Cell biologist/researcher John Henson received honorable mention in the 2006 Nikon Small World competition for his image that he insists captures a fairly routine experiment of a sea-urchin embryo in metaphase, a stage in the life of a cell.
"I chose this photo mainly for its aesthetics but also its significance: the capturing of the embryo's first cell division," explains the Charles A. Dana Professor of Biology and director of the biochemistry & molecular biology program, adding modestly that he has entered and won several contests over the years for images taken through a microscope, known as photomicrographs.
"I've known about this [Nikon contest] for years—it's high profile amongst microscopists."
Founded in 1974 to recognize excellence in photomicrography, the 2006 competition began with 1,700 entries, from which a panel of experts determined the 36 winning images based on their originality, informational content, technical proficiency and visual impact.
Taking the winning photo
Henson's photomicrograph was captured during summer 2004, when he was working at the Marine Biological Laboratory in Woods Hole, Mass. He was assisted in his research there by Christopher Fried '05, now a doctoral student in the Department of Biological Sciences at Carnegie Mellon University.

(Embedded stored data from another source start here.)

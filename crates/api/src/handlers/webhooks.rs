//! Inbound webhooks from the Polka payments provider.

use axum::extract::State;
use axum::http::StatusCode;
use axum::Json;
use chirpy_core::error::CoreError;
use chirpy_core::types::DbId;
use serde::Deserialize;

use crate::error::{AppError, AppResult};
use crate::middleware::api_key::PolkaApiKey;
use crate::state::AppState;

/// The only event this service acts on.
pub const USER_UPGRADED: &str = "user.upgraded";

#[derive(Debug, Deserialize)]
pub struct WebhookRequest {
    pub event: String,
    #[serde(default)]
    pub data: Option<WebhookData>,
}

#[derive(Debug, Deserialize)]
pub struct WebhookData {
    pub user_id: DbId,
}

/// POST /api/polka/webhooks
///
/// Events other than [`USER_UPGRADED`] are acknowledged and ignored.
pub async fn polka(
    _key: PolkaApiKey,
    State(state): State<AppState>,
    Json(input): Json<WebhookRequest>,
) -> AppResult<StatusCode> {
    if input.event != USER_UPGRADED {
        tracing::debug!(event = %input.event, "Ignoring webhook event");
        return Ok(StatusCode::NO_CONTENT);
    }

    let user_id = input
        .data
        .map(|data| data.user_id)
        .ok_or_else(|| AppError::BadRequest("Missing data.user_id".into()))?;

    if !state.users.upgrade_to_chirpy_red(user_id).await? {
        return Err(AppError::Core(CoreError::NotFound {
            entity: "User",
            id: user_id,
        }));
    }

    tracing::info!(%user_id, "User upgraded to Chirpy Red");
    Ok(StatusCode::NO_CONTENT)
}
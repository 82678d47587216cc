//! Domain primitives shared by the Chirpy persistence and HTTP layers.
//!
//! This crate has no internal dependencies so both `chirpy-db` and
//! `chirpy-api` can build on it.

pub mod error;
pub mod refresh_token;
pub mod types;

Specifically, Henson was looking at normal, fertilized sea-urchin embryos and how its chromosomes interacted with microtubules, part of the cell's internal framework that are important for the movement of chromosomes during cell division. He compared these embryos to eggs that had been artificially activated.
To observe these cell processes, Henson used a laser confocal scanning microscope, like one that Dickinson also has, with added organic compounds. His winning image resulted when those compounds were bound to DNA, producing a blue color, and a fluorescent-tagged antibody bound to tubular proteins created the Day-Glo green effect.
The power of the microscope
Like traditional fluorescent microscopes, the confocal instrument picks up the colors in fluorescent tags but with greater sensitivity.
The embryo captured in Henson's winning image was approximately 100 microns—or less than the width of a human hair. Adult sea urchins, spiny, hard-shelled animals that live on the rocky sea floor, are just a few inches in diameter when full grown.
Dickinson's confocal scope, which also gathers data that imaging software can transform into three-dimensional images, was funded by a $325,000 National Science Foundation grant in 2004.
Photos on the road
Henson's photo will be included in a calendar featuring contest winners, and he'll probably hang a copy in his office or lab.
Also the image is scheduled to be part of a national museum tour that includes stops at the New Jersey State Museum in Trenton, N.J., from Nov. 4-Jan. 21, 2007, and at Philadelphia's Wistar Institute, from Jan. 12-March 4, 2007.